(Records provided Opens)
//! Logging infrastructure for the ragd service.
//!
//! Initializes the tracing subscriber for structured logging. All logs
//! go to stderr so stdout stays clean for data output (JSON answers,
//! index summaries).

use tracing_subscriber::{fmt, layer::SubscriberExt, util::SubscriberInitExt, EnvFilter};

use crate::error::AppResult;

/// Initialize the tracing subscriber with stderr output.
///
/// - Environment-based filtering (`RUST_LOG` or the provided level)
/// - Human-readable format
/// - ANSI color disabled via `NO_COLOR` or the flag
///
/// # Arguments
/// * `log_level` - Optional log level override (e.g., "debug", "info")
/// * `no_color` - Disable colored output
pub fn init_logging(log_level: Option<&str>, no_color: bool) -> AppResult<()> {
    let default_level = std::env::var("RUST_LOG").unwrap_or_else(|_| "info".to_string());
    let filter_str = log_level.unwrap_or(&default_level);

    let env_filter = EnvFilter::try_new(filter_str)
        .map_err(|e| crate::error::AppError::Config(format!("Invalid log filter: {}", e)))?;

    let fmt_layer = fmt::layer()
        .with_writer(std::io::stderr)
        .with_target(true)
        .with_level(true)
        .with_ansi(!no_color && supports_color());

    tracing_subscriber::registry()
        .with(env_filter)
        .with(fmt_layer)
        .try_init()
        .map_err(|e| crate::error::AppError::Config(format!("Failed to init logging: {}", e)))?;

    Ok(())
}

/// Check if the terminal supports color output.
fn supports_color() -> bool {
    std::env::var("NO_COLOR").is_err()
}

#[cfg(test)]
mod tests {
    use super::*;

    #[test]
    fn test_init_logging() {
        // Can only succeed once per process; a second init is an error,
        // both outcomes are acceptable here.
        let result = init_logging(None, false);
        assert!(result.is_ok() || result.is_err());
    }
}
(Records provided Closes)
**Activity:**
Considering only lines of the records that hold the string "format", state how many there are and nothing else.

**Output of the exercise:**
3